A ideia de Pequim é utilizar poder político e econômico para pressionar os governos desses países a deixarem de reconhecer Taipei.
“No Caribe, o Haiti pode ser vulnerável à mudança de reconhecimento, já que políticos importantes que substituiriam o presidente Ariel Henry no caso de uma transição democrática manifestaram interesse em fazer negócios com a China”, pontuou Ellis.
Em 2018, após pressão chinesa, a República Dominicana deixou de reconhecer Taiwan, repetindo o que o Panamá havia feito no ano anterior. A República Dominicana apontou na ocasião em comunicado que “reconhece que existe apenas uma China e Taiwan é uma parte inalienável do território chinês” e que o estabelecimento de laços diplomáticos com Pequim seria “extraordinariamente positivo para o futuro do nosso país”.
Em 2021, a Guiana encerrou as negociações para um acordo comercial com os taiwaneses também devido à pressão chinesa.
Entretanto, as ambições políticas chinesas no Caribe parecem ir além da questão de Taiwan e também visariam o desgaste do Ocidente.
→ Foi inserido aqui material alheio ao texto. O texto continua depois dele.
impl IndirectObjectFrame {
    /// Parses a frame whose start signature begins at the cursor.
    ///
    /// On success the cursor is left just past the end signature. A missing
    /// `endobj` is not an error: the frame then runs to the next frame
    /// boundary outside a payload, or the cursor's limit.
    pub fn parse(
        cursor: &mut ByteCursor<'_>,
        parser: &ObjectParser,
        extractor: &dyn PayloadExtractor,
    ) -> Result<Self> {
        let start = cursor.position();
        let (object_number, generation) = read_header(cursor)?;
        consume_signature_terminator(cursor);
        let start_signature = ByteSpan::from_bounds(start, cursor.position());

        let (interior_end, end_signature) = find_end(cursor, extractor);
        if end_signature.is_none() {
            warn!(
                "Object {} {} at {} has no endobj line",
                object_number, generation, start
            );
        }

        let payloads = extract_payloads(cursor, extractor, interior_end)?;
        let token_limit = payloads.first().map_or(interior_end, |p| p.span.start);

        let mut tokens = Vec::new();
        let mut region = cursor.bounded(token_limit);
        loop {
            let token_start = region.position();
            match parser.parse_object(&mut region, &mut tokens) {
                Ok(Some(_)) => {}
                Ok(None) => skip_unrecognized(&mut region, &mut tokens),
                Err(Error::EndOfInput { .. }) => break,
                Err(e) => {
                    warn!("{}", e);
                    region.seek(token_start);
                    skip_unrecognized(&mut region, &mut tokens);
                }
            }
        }

        let mut body: Vec<BodyEntry> = tokens.into_iter().map(BodyEntry::Token).collect();
        body.extend(payloads.into_iter().map(BodyEntry::Payload));

        let end = end_signature.map_or(interior_end, |s| s.end());
        cursor.seek(end);

        debug!(
            "Object {} {} at {}: {} body entries",
            object_number,
            generation,
            start,
            body.len()
        );

        Ok(Self {
            object_number,
            generation,
            span: ByteSpan::from_bounds(start, end),
            start_signature,
            body,
            end_signature,
        })
    }

    /// Body tokens, in parse order
    pub fn tokens(&self) -> impl Iterator<Item = &Node> + '_ {
        self.body.iter().filter_map(|entry| match entry {
            BodyEntry::Token(node) => Some(node),
            BodyEntry::Payload(_) => None,
        })
    }

    /// Body payloads, in parse order
    pub fn payloads(&self) -> impl Iterator<Item = &Payload> + '_ {
        self.body.iter().filter_map(|entry| match entry {
            BodyEntry::Payload(payload) => Some(payload),
            BodyEntry::Token(_) => None,
        })
    }

    /// The first non-filler token
    pub fn value(&self) -> Option<&Node> {
        self.tokens().find(|node| !node.is_filler())
    }

    /// The `/Type` name of the object's dictionary, if it has one
    pub fn type_name(&self) -> Option<&str> {
        let NodeKind::Dictionary(dict) = &self.value()?.kind else {
            return None;
        };
        match &dict.get("Type")?.kind {
            NodeKind::Name(name) => Some(name),
            _ => None,
        }
    }
}

/// Reads `N G obj`, leaving the cursor just past `obj`
fn read_header(cursor: &mut ByteCursor<'_>) -> Result<(u32, u16)> {
    let object_number = read_integer(cursor, "object number")?;
    let generation = read_integer(cursor, "generation number")?;
    if !cursor.starts_with(OBJ) {
        return Err(Error::signature_mismatch(cursor.position(), "'obj' keyword"));
    }
    cursor.skip(OBJ.len());
    Ok((object_number, generation))
}

/// Reads a whitespace-delimited decimal integer and the whitespace after it
fn read_integer<T: std::str::FromStr>(
    cursor: &mut ByteCursor<'_>,
    expected: &'static str,
) -> Result<T> {
    let offset = cursor.position();
    let run = cursor.read_run(WHITESPACE);
    if run.terminator.is_none()
        || run.bytes.is_empty()
        || !run.bytes.iter().all(u8::is_ascii_digit)
    {
        return Err(Error::signature_mismatch(offset, expected));
    }
    let value = run
        .text()
        .parse()
        .map_err(|_| Error::signature_mismatch(offset, expected))?;
    cursor.skip_while(is_whitespace);
    Ok(value)
}

/// Consumes the line terminator after `obj` with exact byte counts.
///
/// CRLF consumes two bytes, a lone CR or LF one; otherwise nothing is
/// consumed. Two bytes are peeked and any over-read is pushed back.
fn consume_signature_terminator(cursor: &mut ByteCursor<'_>) {
    let first = cursor.read_byte().ok();
    let second = cursor.read_byte().ok();
    match (first, second) {
        (Some(b'\r'), Some(b'\n')) => {}
        (Some(b'\r' | b'\n'), Some(_)) => cursor.seek_backward(1),
        (Some(b'\r' | b'\n'), None) => {}
        (Some(_), Some(_)) => cursor.seek_backward(2),
        (Some(_), None) => cursor.seek_backward(1),
        (None, _) => {}
    }
}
Em 2021, quando Barbados cortou laços com a coroa britânica, o então presidente do Comitê de Relações Exteriores do Parlamento do Reino Unido (e hoje ministro da Segurança), Tom Tugendhat, afirmou que “a China tem usado investimentos em infraestrutura e diplomacia sobre dívida [externa] como meio de controle” no país caribenho e em outras nações.
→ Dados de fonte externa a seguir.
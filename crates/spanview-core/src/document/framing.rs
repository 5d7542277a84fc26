//! Fixed-grammar records that bracket the object sequence.
//!
//! Unlike the object parser these are strict: each returns
//! [`Error::StructuralSignatureMismatch`] when its keyword is absent, and the
//! scanner then falls back to treating the line as unparsed.

use crate::cursor::{ByteCursor, Line};
use crate::error::{Error, Result};
use crate::node::{Node, NodeKind};
use crate::object::ObjectParser;
use crate::span::ByteSpan;
use tracing::{debug, trace};

const HEADER_PREFIX: &[u8] = b"%PDF-";
const XREF: &[u8] = b"xref";
const TRAILER: &[u8] = b"trailer";
const STARTXREF: &[u8] = b"startxref";

fn trim_end(bytes: &[u8]) -> &[u8] {
    let end = bytes
        .iter()
        .rposition(|b| !b.is_ascii_whitespace())
        .map_or(0, |i| i + 1);
    &bytes[..end]
}

fn read_line<'a>(cursor: &mut ByteCursor<'a>) -> Result<Line<'a>> {
    cursor
        .read_line()
        .ok_or_else(|| Error::end_of_input(cursor.position()))
}

/// Whitespace-separated fields of a line
fn fields(content: &[u8]) -> impl Iterator<Item = &[u8]> + '_ {
    content
        .split(|b| b.is_ascii_whitespace())
        .filter(|f| !f.is_empty())
}

/// Parses an unsigned decimal with no sign or fraction
fn parse_digits<T: std::str::FromStr>(bytes: &[u8]) -> Option<T> {
    if bytes.is_empty() || !bytes.iter().all(u8::is_ascii_digit) {
        return None;
    }
    std::str::from_utf8(bytes).ok()?.parse().ok()
}

/// `%PDF-x.y` header line
#[derive(Debug, Clone, PartialEq, Eq)]
pub struct Header {
    /// The line including its terminator
    pub span: ByteSpan,
    /// Version text after `%PDF-`
    pub version: String,
}

impl Header {
    /// Parses the header line at the cursor
    pub fn parse(cursor: &mut ByteCursor<'_>) -> Result<Self> {
        let line = read_line(cursor)?;
        let Some(version) = line.content.strip_prefix(HEADER_PREFIX) else {
            return Err(Error::signature_mismatch(line.start, "%PDF- header"));
        };
        Ok(Self {
            span: line.span(),
            version: String::from_utf8_lossy(trim_end(version)).into_owned(),
        })
    }
}

/// A `%` comment line (including `%%EOF`)
#[derive(Debug, Clone, PartialEq, Eq)]
pub struct Comment {
    /// The line including its terminator
    pub span: ByteSpan,
    /// Comment text after the `%`
    pub text: String,
}

impl Comment {
    /// Parses the comment line at the cursor
    pub fn parse(cursor: &mut ByteCursor<'_>) -> Result<Self> {
        let line = read_line(cursor)?;
        let Some(text) = line.content.strip_prefix(b"%") else {
            return Err(Error::signature_mismatch(line.start, "'%' comment"));
        };
        Ok(Self {
            span: line.span(),
            text: String::from_utf8_lossy(text).into_owned(),
        })
    }

    /// Returns `true` for the `%%EOF` marker
    pub fn is_eof_marker(&self) -> bool {
        self.text.trim_end() == "%EOF"
    }
}

/// One `oooooooooo ggggg n` line of a cross-reference table
#[derive(Debug, Clone, PartialEq, Eq)]
pub struct XrefEntry {
    /// The line including its terminator
    pub span: ByteSpan,
    /// Object number implied by the subsection position
    pub object_number: u32,
    /// Byte offset (in-use entries) or next free object (free entries)
    pub offset: u64,
    /// Generation number
    pub generation: u16,
    /// `n` entries are in use, `f` entries are free
    pub in_use: bool,
}

impl XrefEntry {
    fn parse(line: &Line<'_>, object_number: u32) -> Option<Self> {
        let mut fields = fields(line.content);
        let offset = parse_digits(fields.next()?)?;
        let generation = parse_digits(fields.next()?)?;
        let in_use = match fields.next()? {
            b"n" => true,
            b"f" => false,
            _ => return None,
        };
        if fields.next().is_some() {
            return None;
        }
        Some(Self {
            span: line.span(),
            object_number,
            offset,
            generation,
            in_use,
        })
    }
}

/// A `first count` header and its entries
#[derive(Debug, Clone, PartialEq, Eq)]
pub struct XrefSubsection {
    /// Header line through the last entry
    pub span: ByteSpan,
    /// The `first count` line
    pub header: ByteSpan,
    /// First object number
    pub first: u32,
    /// Declared entry count
    pub count: u32,
    /// Entries actually parsed (fewer than `count` if the table is short)
    pub entries: Vec<XrefEntry>,
}

fn parse_subsection_header(content: &[u8]) -> Option<(u32, u32)> {
    let mut fields = fields(content);
    let first = parse_digits(fields.next()?)?;
    let count = parse_digits(fields.next()?)?;
    fields.next().is_none().then_some((first, count))
}

/// Classic `xref` cross-reference table
#[derive(Debug, Clone, PartialEq, Eq)]
pub struct CrossReferenceTable {
    /// Whole table
    pub span: ByteSpan,
    /// The `xref` line
    pub keyword: ByteSpan,
    /// Subsections in file order
    pub subsections: Vec<XrefSubsection>,
}

impl CrossReferenceTable {
    /// Parses the table at the cursor, stopping at the first line that is
    /// neither a subsection header nor an expected entry
    pub fn parse(cursor: &mut ByteCursor<'_>) -> Result<Self> {
        let start = cursor.position();
        let line = read_line(cursor)?;
        if trim_end(line.content) != XREF {
            return Err(Error::signature_mismatch(line.start, "xref keyword"));
        }
        let keyword = line.span();

        let mut subsections = Vec::new();
        loop {
            let mut probe = cursor.clone();
            let Some(header_line) = probe.read_line() else {
                break;
            };
            let Some((first, count)) = parse_subsection_header(header_line.content) else {
                break;
            };
            *cursor = probe;

            let mut entries = Vec::new();
            for index in 0..count {
                let mut probe = cursor.clone();
                let entry = probe
                    .read_line()
                    .and_then(|l| XrefEntry::parse(&l, first.saturating_add(index)));
                match entry {
                    Some(entry) => {
                        entries.push(entry);
                        *cursor = probe;
                    }
                    None => {
                        debug!(
                            "Subsection {} {} ended after {} entries",
                            first,
                            count,
                            entries.len()
                        );
                        break;
                    }
                }
            }

            trace!("Subsection {} {} at {}", first, count, header_line.start);
            subsections.push(XrefSubsection {
                span: ByteSpan::from_bounds(header_line.start, cursor.position()),
                header: header_line.span(),
                first,
                count,
                entries,
            });
        }

        Ok(Self {
            span: ByteSpan::from_bounds(start, cursor.position()),
            keyword,
            subsections,
        })
    }

    /// All entries across subsections
    pub fn entries(&self) -> impl Iterator<Item = &XrefEntry> + '_ {
        self.subsections.iter().flat_map(|s| s.entries.iter())
    }
}

/// `trailer` keyword followed by its dictionary
#[derive(Debug, Clone, PartialEq)]
pub struct Trailer {
    /// Keyword through the fillers after the dictionary
    pub span: ByteSpan,
    /// The `trailer` keyword
    pub keyword: ByteSpan,
    /// Fillers and the dictionary, in parse order
    pub body: Vec<Node>,
}

impl Trailer {
    /// Parses the trailer at the cursor
    pub fn parse(cursor: &mut ByteCursor<'_>, parser: &ObjectParser) -> Result<Self> {
        let start = cursor.position();
        if !cursor.starts_with(TRAILER) {
            return Err(Error::signature_mismatch(start, "trailer keyword"));
        }
        cursor.skip(TRAILER.len());
        let keyword = ByteSpan::new(start, TRAILER.len());

        let mut body = Vec::new();
        let mut seen_dictionary = false;
        loop {
            let token_start = cursor.position();
            if seen_dictionary && !matches!(cursor.peek_byte(), Some(b'\r' | b'\n' | b' ')) {
                break;
            }
            match parser.parse_object(cursor, &mut body) {
                Ok(Some(node)) => {
                    if matches!(node.kind, NodeKind::Dictionary(_)) {
                        seen_dictionary = true;
                    } else if !node.is_filler() {
                        // Anything but whitespace before the dictionary ends the record.
                        body.pop();
                        cursor.seek(token_start);
                        break;
                    }
                }
                Ok(None) | Err(_) => {
                    cursor.seek(token_start);
                    break;
                }
            }
        }

        Ok(Self {
            span: ByteSpan::from_bounds(start, cursor.position()),
            keyword,
            body,
        })
    }

    /// The trailer dictionary, if one was found
    pub fn dictionary(&self) -> Option<&Node> {
        self.body
            .iter()
            .find(|n| matches!(n.kind, NodeKind::Dictionary(_)))
    }
}

/// `startxref` keyword followed by the offset line
#[derive(Debug, Clone, PartialEq, Eq)]
pub struct StartXref {
    /// Keyword line through the offset line
    pub span: ByteSpan,
    /// The `startxref` line
    pub keyword: ByteSpan,
    /// The offset line, if present
    pub offset_line: Option<ByteSpan>,
    /// The declared offset
    pub offset: Option<u64>,
}

impl StartXref {
    /// Parses the record at the cursor
    pub fn parse(cursor: &mut ByteCursor<'_>) -> Result<Self> {
        let start = cursor.position();
        let line = read_line(cursor)?;
        if trim_end(line.content) != STARTXREF {
            return Err(Error::signature_mismatch(line.start, "startxref keyword"));
        }

        let mut probe = cursor.clone();
        let (offset_line, offset) = match probe
            .read_line()
            .and_then(|l| parse_digits::<u64>(trim_end(l.content)).map(|o| (l, o)))
        {
            Some((l, offset)) => {
                *cursor = probe;
                (Some(l.span()), Some(offset))
            }
            None => (None, None),
        };

        Ok(Self {
            span: ByteSpan::from_bounds(start, cursor.position()),
            keyword: line.span(),
            offset_line,
            offset,
        })
    }
}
“Algumas ilhas parecem estar perto de trocar uma rainha simbólica em Windsor por um imperador real e exigente em Pequim”, disparou Tugendhat à época.
Para Evan Ellis, os Estados Unidos precisam rever suas políticas direcionadas ao Caribe, pregando com mais ênfase os ideais de “democracia, economia dominada pelo setor privado, prevalência do Estado de Direito e proteção dos direitos individuais” não apenas pelo bem desses países, mas pela própria sobrevivência americana.
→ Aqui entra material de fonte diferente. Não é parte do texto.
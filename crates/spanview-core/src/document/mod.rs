//! Document scanning: splitting a whole file into top-level sections.
//!
//! The scanner walks the buffer line by line. A line that opens a known
//! record (header, comment, indirect object, `xref`, `trailer`, `startxref`)
//! hands the cursor to that record's parser; anything else accumulates into
//! an [`Section::Unparsed`] run. Sections always tile the whole file.
//!
//! ## Extensibility
//!
//! The [`ScanStrategy`] trait allows alternative scanners:
//!
//! ```no_run
//! use spanview_core::document::{Document, ScanStrategy};
//! use spanview_core::Result;
//!
//! struct WholeFileAsOneSection;
//!
//! impl ScanStrategy for WholeFileAsOneSection {
//!     fn scan(&self, data: &[u8]) -> Result<Document> {
//!         Ok(Document::unparsed(data.len()))
//!     }
//! }
//! ```

mod framing;

use crate::cursor::ByteCursor;
use crate::error::{Error, Result};
use crate::frame::{is_object_header, IndirectObjectFrame, PayloadExtractor, StreamExtractor};
use crate::object::{ObjectParser, ParserConfig};
use crate::span::ByteSpan;
use tracing::{debug, trace, warn};

pub use framing::{
    Comment, CrossReferenceTable, Header, StartXref, Trailer, XrefEntry, XrefSubsection,
};

/// One top-level record of a document
#[derive(Debug, Clone, PartialEq)]
pub enum Section {
    /// `%PDF-x.y`
    Header(Header),
    /// `%...` line
    Comment(Comment),
    /// `N G obj ... endobj`
    Object(IndirectObjectFrame),
    /// `xref` table
    CrossReference(CrossReferenceTable),
    /// `trailer << ... >>`
    Trailer(Trailer),
    /// `startxref` and its offset
    StartXref(StartXref),
    /// Bytes no record parser accepted
    Unparsed(ByteSpan),
}

impl Section {
    /// Bytes covered by this section
    pub fn span(&self) -> ByteSpan {
        match self {
            Section::Header(h) => h.span,
            Section::Comment(c) => c.span,
            Section::Object(o) => o.span,
            Section::CrossReference(x) => x.span,
            Section::Trailer(t) => t.span,
            Section::StartXref(s) => s.span,
            Section::Unparsed(span) => *span,
        }
    }
}

/// A scanned document
#[derive(Debug, Clone, PartialEq)]
pub struct Document {
    /// Sections in file order
    pub sections: Vec<Section>,
    /// Length of the scanned buffer
    pub len: usize,
}

impl Document {
    /// A document whose bytes are a single unparsed section
    pub fn unparsed(len: usize) -> Self {
        let sections = if len == 0 {
            Vec::new()
        } else {
            vec![Section::Unparsed(ByteSpan::new(0, len))]
        };
        Self { sections, len }
    }

    /// Span of the whole buffer
    pub fn span(&self) -> ByteSpan {
        ByteSpan::new(0, self.len)
    }

    /// The PDF version from the header, if present
    pub fn version(&self) -> Option<&str> {
        self.sections.iter().find_map(|s| match s {
            Section::Header(h) => Some(h.version.as_str()),
            _ => None,
        })
    }

    /// Indirect objects in file order
    pub fn objects(&self) -> impl Iterator<Item = &IndirectObjectFrame> + '_ {
        self.sections.iter().filter_map(|s| match s {
            Section::Object(frame) => Some(frame),
            _ => None,
        })
    }

    /// The last object with the given numbers (later revisions win)
    pub fn object(&self, object_number: u32, generation: u16) -> Option<&IndirectObjectFrame> {
        self.objects()
            .filter(|f| f.object_number == object_number && f.generation == generation)
            .last()
    }

    /// The last trailer in the file
    pub fn trailer(&self) -> Option<&Trailer> {
        self.sections.iter().rev().find_map(|s| match s {
            Section::Trailer(t) => Some(t),
            _ => None,
        })
    }
}

/// Configuration for the scanner
#[derive(Debug, Clone, Default)]
pub struct ScannerConfig {
    /// Maximum number of sections to parse (0 = unlimited); the remainder
    /// becomes one unparsed section
    pub max_sections: usize,
    /// Object parser configuration
    pub parser: ParserConfig,
}

impl ScannerConfig {
    /// Creates a new scanner config with default values
    pub fn new() -> Self {
        Self::default()
    }

    /// Sets the maximum number of sections to parse
    pub fn max_sections(mut self, max: usize) -> Self {
        self.max_sections = max;
        self
    }

    /// Sets the object parser configuration
    pub fn parser(mut self, parser: ParserConfig) -> Self {
        self.parser = parser;
        self
    }
}

/// Trait for implementing custom scanning strategies
pub trait ScanStrategy: Send + Sync {
    /// Scan the provided buffer into a document
    fn scan(&self, data: &[u8]) -> Result<Document>;
}

/// Line-driven PDF document scanner
#[derive(Debug, Clone)]
pub struct Scanner<E = StreamExtractor> {
    config: ScannerConfig,
    parser: ObjectParser,
    extractor: E,
}

impl Default for Scanner {
    fn default() -> Self {
        Self::new()
    }
}

impl Scanner {
    /// Creates a new scanner with default configuration
    pub fn new() -> Self {
        Self::with_config(ScannerConfig::default())
    }

    /// Creates a new scanner with custom configuration
    pub fn with_config(config: ScannerConfig) -> Self {
        Self {
            parser: ObjectParser::with_config(config.parser.clone()),
            config,
            extractor: StreamExtractor,
        }
    }
}

impl<E: PayloadExtractor> Scanner<E> {
    /// Replaces the payload extractor
    pub fn with_extractor<F: PayloadExtractor>(self, extractor: F) -> Scanner<F> {
        Scanner {
            config: self.config,
            parser: self.parser,
            extractor,
        }
    }

    /// Parses the record starting on `line`, if the line opens one
    fn parse_section(&self, cursor: &mut ByteCursor<'_>, line: &[u8]) -> Result<Option<Section>> {
        let section = if line.starts_with(b"%PDF-") {
            Section::Header(Header::parse(cursor)?)
        } else if line.starts_with(b"%") {
            Section::Comment(Comment::parse(cursor)?)
        } else if line.starts_with(b"xref") {
            Section::CrossReference(CrossReferenceTable::parse(cursor)?)
        } else if line.starts_with(b"trailer") {
            Section::Trailer(Trailer::parse(cursor, &self.parser)?)
        } else if line.starts_with(b"startxref") {
            Section::StartXref(StartXref::parse(cursor)?)
        } else if is_object_header(line) {
            Section::Object(IndirectObjectFrame::parse(
                cursor,
                &self.parser,
                &self.extractor,
            )?)
        } else {
            return Ok(None);
        };
        Ok(Some(section))
    }
}

impl<E: PayloadExtractor> ScanStrategy for Scanner<E> {
    fn scan(&self, data: &[u8]) -> Result<Document> {
        let mut sections = Vec::new();
        let mut cursor = ByteCursor::new(data);
        let mut gap_start: Option<usize> = None;

        debug!("Starting scan of {} bytes", data.len());

        while cursor.has_remaining() {
            if self.config.max_sections > 0 && sections.len() >= self.config.max_sections {
                debug!("Section limit {} reached", self.config.max_sections);
                break;
            }

            let line_start = cursor.position();
            let mut probe = cursor.clone();
            let Some(line) = probe.read_line() else {
                break;
            };

            let mut attempt = cursor.clone();
            match self.parse_section(&mut attempt, line.content) {
                Ok(Some(section)) if attempt.position() > line_start => {
                    if let Some(start) = gap_start.take() {
                        sections.push(Section::Unparsed(ByteSpan::from_bounds(start, line_start)));
                    }
                    trace!("Section at {}", section.span());
                    sections.push(section);
                    cursor = attempt;
                    continue;
                }
                Ok(Some(section)) => {
                    warn!(
                        "{}",
                        Error::internal(format!("section {} consumed no input", section.span()))
                    );
                }
                Ok(None) => {}
                Err(e) if e.is_recoverable() => {
                    debug!("Line at {} not parsed: {}", line_start, e);
                }
                Err(e) => {
                    warn!(
                        "Falling back to unparsed at {}: {}",
                        e.offset().unwrap_or(line_start),
                        e
                    );
                }
            }

            gap_start.get_or_insert(line_start);
            cursor.seek(line.end());
        }

        let rest_start = gap_start.unwrap_or(cursor.position());
        if rest_start < data.len() {
            sections.push(Section::Unparsed(ByteSpan::from_bounds(rest_start, data.len())));
        }

        debug!("Scan complete: {} sections", sections.len());
        Ok(Document {
            sections,
            len: data.len(),
        })
    }
}

/// Scan a file into a document
///
/// This is a convenience function that reads the file and scans it.
pub fn scan_file(path: impl AsRef<std::path::Path>) -> Result<Document> {
    scan_file_with_config(path, ScannerConfig::default())
}

/// Scan a file with custom configuration
pub fn scan_file_with_config(
    path: impl AsRef<std::path::Path>,
    config: ScannerConfig,
) -> Result<Document> {
    let path = path.as_ref();
    let data = std::fs::read(path).map_err(|e| Error::file_read(path, e))?;
    Scanner::with_config(config).scan(&data)
}

#[cfg(test)]
mod tests {
    use super::*;
    use crate::frame::BodyEntry;
    use crate::span::tiles;
    use pretty_assertions::assert_eq;

    const MINIMAL: &[u8] = b"%PDF-1.4\n\
%\xe2\xe3\xcf\xd3\n\
1 0 obj\n\
<</Type /Catalog /Pages 2 0 R>>\n\
endobj\n\
2 0 obj\n\
<</Type /Pages /Kids [3 0 R] /Count 1>>\n\
endobj\n\
3 0 obj\n\
<</Type /Page /Parent 2 0 R /Contents 4 0 R>>\n\
endobj\n\
4 0 obj\n\
<</Length 11>>\n\
stream\n\
BT /F1 Tf ET\n\
endstream\n\
endobj\n\
xref\n\
0 5\n\
0000000000 65535 f \n\
0000000015 00000 n \n\
0000000074 00000 n \n\
0000000136 00000 n \n\
0000000213 00000 n \n\
trailer\n\
<</Size 5 /Root 1 0 R>>\n\
startxref\n\
300\n\
%%EOF\n";

    fn section_names(document: &Document) -> Vec<&'static str> {
        document
            .sections
            .iter()
            .map(|s| match s {
                Section::Header(_) => "header",
                Section::Comment(_) => "comment",
                Section::Object(_) => "object",
                Section::CrossReference(_) => "xref",
                Section::Trailer(_) => "trailer",
                Section::StartXref(_) => "startxref",
                Section::Unparsed(_) => "unparsed",
            })
            .collect()
    }

    #[test]
    fn test_scanner_config_builder() {
        let config = ScannerConfig::new()
            .max_sections(10)
            .parser(ParserConfig::new().max_depth(8));

        assert_eq!(config.max_sections, 10);
        assert_eq!(config.parser.max_depth, 8);
    }

    #[test]
    fn test_minimal_document() {
        let document = Scanner::new().scan(MINIMAL).unwrap();
        assert_eq!(
            section_names(&document),
            vec![
                "header", "comment", "object", "object", "object", "object", "xref", "trailer",
                "startxref", "comment",
            ]
        );
        assert_eq!(document.version(), Some("1.4"));
        assert!(tiles(document.span(), document.sections.iter().map(Section::span)));

        let catalog = document.object(1, 0).unwrap();
        assert_eq!(catalog.type_name(), Some("Catalog"));

        let contents = document.object(4, 0).unwrap();
        let payload = contents.payloads().next().unwrap();
        assert_eq!(payload.bytes(MINIMAL), b"BT /F1 Tf ET\n");
        assert!(matches!(contents.body.last(), Some(BodyEntry::Payload(_))));

        assert!(document.trailer().and_then(|t| t.dictionary()).is_some());
    }

    #[test]
    fn test_empty_input() {
        let document = Scanner::new().scan(&[]).unwrap();
        assert!(document.sections.is_empty());
    }

    #[test]
    fn test_garbage_becomes_one_unparsed_section() {
        let data = b"this is not\na pdf at all\n";
        let document = Scanner::new().scan(data).unwrap();
        assert_eq!(
            document.sections,
            vec![Section::Unparsed(ByteSpan::new(0, data.len()))]
        );
    }

    #[test]
    fn test_gaps_between_sections() {
        let data = b"%PDF-2.0\n\njunk\n1 0 obj\nnull\nendobj\n  \n";
        let document = Scanner::new().scan(data).unwrap();
        assert_eq!(
            section_names(&document),
            vec!["header", "unparsed", "object", "unparsed"]
        );
        assert_eq!(document.sections[1].span(), ByteSpan::new(9, 6));
        assert!(tiles(document.span(), document.sections.iter().map(Section::span)));
    }

    #[test]
    fn test_bad_xref_falls_back_to_unparsed() {
        let data = b"xrefx\n1 0 obj\n1\nendobj\n";
        let document = Scanner::new().scan(data).unwrap();
        assert_eq!(section_names(&document), vec!["unparsed", "object"]);
    }

    #[test]
    fn test_stream_data_stays_inside_its_object() {
        let data = b"1 0 obj\n<</Length 10>>\nstream\nxref\ntrailer\nendstream\nendobj\n";
        let document = Scanner::new().scan(data).unwrap();
        assert_eq!(section_names(&document), vec!["object"]);

        let data = b"1 0 obj\n<<>>\nstream\n2 0 obj\nendstream\nendobj\n";
        let document = Scanner::new().scan(data).unwrap();
        assert_eq!(document.objects().count(), 1);
        assert!(document.object(1, 0).unwrap().end_signature.is_some());
    }

    #[test]
    fn test_max_sections() {
        let scanner = Scanner::with_config(ScannerConfig::new().max_sections(2));
        let document = scanner.scan(MINIMAL).unwrap();
        assert_eq!(
            section_names(&document),
            vec!["header", "comment", "unparsed"]
        );
        assert!(tiles(document.span(), document.sections.iter().map(Section::span)));
    }

    #[test]
    fn test_scan_file() {
        let dir = tempfile::tempdir().unwrap();
        let path = dir.path().join("minimal.pdf");
        std::fs::write(&path, MINIMAL).unwrap();

        let document = scan_file(&path).unwrap();
        assert_eq!(document.objects().count(), 4);

        let missing = scan_file(dir.path().join("missing.pdf"));
        assert!(matches!(missing, Err(Error::FileRead { .. })));
    }
}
“No caso de uma guerra entre os Estados Unidos e os chineses, a presença comercial da China, as operações portuárias e sua influência de base econômica no Caribe podem assumir importância adicional, apresentando oportunidades para os serviços de inteligência ou unidades militares chinesas observarem e interromperem operações de implantação e manutenção [de forças militares] centradas na Ásia, ou mesmo realizar operações para entrar e/ou atacar o território continental dos Estados Unidos”, alertou o pesquisador.